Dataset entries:
____________________
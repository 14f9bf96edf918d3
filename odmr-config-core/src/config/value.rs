//! Open value model for the free-form parts of a configuration.
//!
//! `config` maps under the sensor, the synchroniser and each device, and any
//! unknown keys, are kept as [`ParamValue`] trees. Their meaning depends on
//! the sibling `type`/`device_type`, so they are interpreted lazily by
//! whoever knows that type (see [`crate::config::views`]).

use indexmap::IndexMap;
use serde::Serialize;
use serde_yaml::Value;
use std::fmt;

use crate::error::ConfigError;

/// An ordered string-keyed map of open values.
pub type ParamMap = IndexMap<String, ParamValue>;

// ============================================================================
// Number
// ============================================================================

/// A numeric scalar that remembers whether it was written as an integer.
///
/// Floats compare by bit pattern, so a `.nan` read from a document equals
/// the same `.nan` read again.
#[derive(Debug, Clone, Copy, Serialize)]
#[serde(untagged)]
pub enum Number {
    /// Integer literal
    Int(i64),
    /// Integer literal above `i64::MAX`
    UInt(u64),
    /// Floating-point literal
    Float(f64),
}

impl PartialEq for Number {
    fn eq(&self, other: &Self) -> bool {
        match (self, other) {
            (Self::Int(a), Self::Int(b)) => a == b,
            (Self::UInt(a), Self::UInt(b)) => a == b,
            (Self::Float(a), Self::Float(b)) => a.to_bits() == b.to_bits(),
            _ => false,
        }
    }
}

impl Eq for Number {}

impl Number {
    /// Returns the value as `f64`, widening integers.
    #[must_use]
    #[allow(clippy::cast_precision_loss)]
    pub const fn as_f64(self) -> f64 {
        match self {
            Self::Int(i) => i as f64,
            Self::UInt(u) => u as f64,
            Self::Float(f) => f,
        }
    }

    /// Returns the value if it was written as an integer that fits in `i64`.
    #[must_use]
    pub const fn as_i64(self) -> Option<i64> {
        match self {
            Self::Int(i) => Some(i),
            Self::UInt(_) | Self::Float(_) => None,
        }
    }

    /// Returns the value if it was written as a non-negative integer.
    #[must_use]
    pub fn as_u64(self) -> Option<u64> {
        match self {
            Self::Int(i) => u64::try_from(i).ok(),
            Self::UInt(u) => Some(u),
            Self::Float(_) => None,
        }
    }

    /// Returns `true` if the value was written as an integer.
    #[must_use]
    pub const fn is_integer(self) -> bool {
        matches!(self, Self::Int(_) | Self::UInt(_))
    }
}

impl fmt::Display for Number {
    fn fmt(&self, f: &mut fmt::Formatter<'_>) -> fmt::Result {
        match self {
            Self::Int(i) => write!(f, "{i}"),
            Self::UInt(u) => write!(f, "{u}"),
            Self::Float(x) => write!(f, "{x:?}"),
        }
    }
}

impl From<i64> for Number {
    fn from(value: i64) -> Self {
        Self::Int(value)
    }
}

impl From<f64> for Number {
    fn from(value: f64) -> Self {
        Self::Float(value)
    }
}

// ============================================================================
// ParamValue
// ============================================================================

/// A dynamically typed configuration value.
#[derive(Debug, Clone, PartialEq, Eq, Serialize)]
#[serde(untagged)]
pub enum ParamValue {
    /// `null` or `~`
    Null,
    /// Boolean scalar
    Bool(bool),
    /// Integer or float scalar
    Number(Number),
    /// String scalar
    String(String),
    /// Sequence of values
    List(Vec<ParamValue>),
    /// Mapping with string keys
    Map(ParamMap),
}

impl ParamValue {
    /// Converts a parsed YAML value into an open value.
    ///
    /// Scalar mapping keys are converted to their textual form; mappings
    /// or sequences used as keys are rejected. Custom tags are dropped and
    /// the tagged value is kept.
    ///
    /// # Errors
    ///
    /// Returns [`ConfigError::TypeMismatch`] naming `field` (extended with
    /// the nested key or index) if a mapping key is not a scalar.
    pub fn from_yaml(value: &Value, field: &str) -> Result<Self, ConfigError> {
        Ok(match value {
            Value::Null => Self::Null,
            Value::Bool(b) => Self::Bool(*b),
            Value::Number(n) => Self::Number(number_from_yaml(n)),
            Value::String(s) => Self::String(s.clone()),
            Value::Sequence(items) => Self::List(
                items
                    .iter()
                    .enumerate()
                    .map(|(idx, item)| Self::from_yaml(item, &format!("{field}[{idx}]")))
                    .collect::<Result<_, _>>()?,
            ),
            Value::Mapping(map) => {
                let mut out = ParamMap::with_capacity(map.len());
                for (key, item) in map {
                    let key = key_to_string(key, field)?;
                    let child = Self::from_yaml(item, &join_path(field, &key))?;
                    out.insert(key, child);
                }
                Self::Map(out)
            }
            Value::Tagged(tagged) => Self::from_yaml(&tagged.value, field)?,
        })
    }

    /// Short name of this value's type, for diagnostics.
    #[must_use]
    pub const fn type_name(&self) -> &'static str {
        match self {
            Self::Null => "null",
            Self::Bool(_) => "boolean",
            Self::Number(Number::Int(_) | Number::UInt(_)) => "integer",
            Self::Number(Number::Float(_)) => "float",
            Self::String(_) => "string",
            Self::List(_) => "list",
            Self::Map(_) => "mapping",
        }
    }

    /// Returns `true` for [`ParamValue::Null`].
    #[must_use]
    pub const fn is_null(&self) -> bool {
        matches!(self, Self::Null)
    }

    #[must_use]
    pub const fn as_bool(&self) -> Option<bool> {
        match self {
            Self::Bool(b) => Some(*b),
            _ => None,
        }
    }

    /// Returns the value if it is an integer literal.
    #[must_use]
    pub const fn as_i64(&self) -> Option<i64> {
        match self {
            Self::Number(n) => n.as_i64(),
            _ => None,
        }
    }

    /// Returns the value if it is a non-negative integer literal.
    #[must_use]
    pub fn as_u64(&self) -> Option<u64> {
        match self {
            Self::Number(n) => n.as_u64(),
            _ => None,
        }
    }

    /// Returns any number as `f64`.
    #[must_use]
    pub const fn as_f64(&self) -> Option<f64> {
        match self {
            Self::Number(n) => Some(n.as_f64()),
            _ => None,
        }
    }

    #[must_use]
    pub fn as_str(&self) -> Option<&str> {
        match self {
            Self::String(s) => Some(s),
            _ => None,
        }
    }

    #[must_use]
    pub fn as_list(&self) -> Option<&[Self]> {
        match self {
            Self::List(items) => Some(items),
            _ => None,
        }
    }

    #[must_use]
    pub const fn as_map(&self) -> Option<&ParamMap> {
        match self {
            Self::Map(map) => Some(map),
            _ => None,
        }
    }

    /// Looks up `key` if this value is a mapping.
    #[must_use]
    pub fn get(&self, key: &str) -> Option<&Self> {
        self.as_map().and_then(|m| m.get(key))
    }
}

impl fmt::Display for ParamValue {
    fn fmt(&self, f: &mut fmt::Formatter<'_>) -> fmt::Result {
        match self {
            Self::Null => f.write_str("null"),
            Self::Bool(b) => write!(f, "{b}"),
            Self::Number(n) => write!(f, "{n}"),
            Self::String(s) => write!(f, "{s:?}"),
            Self::List(items) => {
                f.write_str("[")?;
                for (idx, item) in items.iter().enumerate() {
                    if idx > 0 {
                        f.write_str(", ")?;
                    }
                    write!(f, "{item}")?;
                }
                f.write_str("]")
            }
            Self::Map(map) => {
                f.write_str("{")?;
                for (idx, (key, item)) in map.iter().enumerate() {
                    if idx > 0 {
                        f.write_str(", ")?;
                    }
                    write!(f, "{key}: {item}")?;
                }
                f.write_str("}")
            }
        }
    }
}

// ============================================================================
// Helpers
// ============================================================================

/// Converts a YAML number, keeping integer literals exact.
#[must_use]
pub fn number_from_yaml(n: &serde_yaml::Number) -> Number {
    if let Some(i) = n.as_i64() {
        Number::Int(i)
    } else if let Some(u) = n.as_u64() {
        Number::UInt(u)
    } else {
        Number::Float(n.as_f64().unwrap_or(f64::NAN))
    }
}

/// Converts a scalar mapping key to its string form.
///
/// # Errors
///
/// Returns [`ConfigError::TypeMismatch`] if the key is a mapping or a
/// sequence.
pub fn key_to_string(key: &Value, field: &str) -> Result<String, ConfigError> {
    match key {
        Value::String(s) => Ok(s.clone()),
        Value::Number(n) => Ok(n.to_string()),
        Value::Bool(b) => Ok(b.to_string()),
        Value::Null => Ok("null".to_string()),
        Value::Tagged(tagged) => key_to_string(&tagged.value, field),
        Value::Sequence(_) | Value::Mapping(_) => Err(ConfigError::type_mismatch(
            field,
            "mapping with scalar keys",
            "a non-scalar key",
        )),
    }
}

/// Appends `key` to a dotted field path.
#[must_use]
pub fn join_path(parent: &str, key: &str) -> String {
    if parent.is_empty() {
        key.to_string()
    } else {
        format!("{parent}.{key}")
    }
}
____________________
[Work to be completed]: Look through the data above. Each line containing the word "true" needs to be copied.

[Result of the exercise]:
    /// Returns `true` if the value was written as an integer.
    /// Returns `true` for [`ParamValue::Null`].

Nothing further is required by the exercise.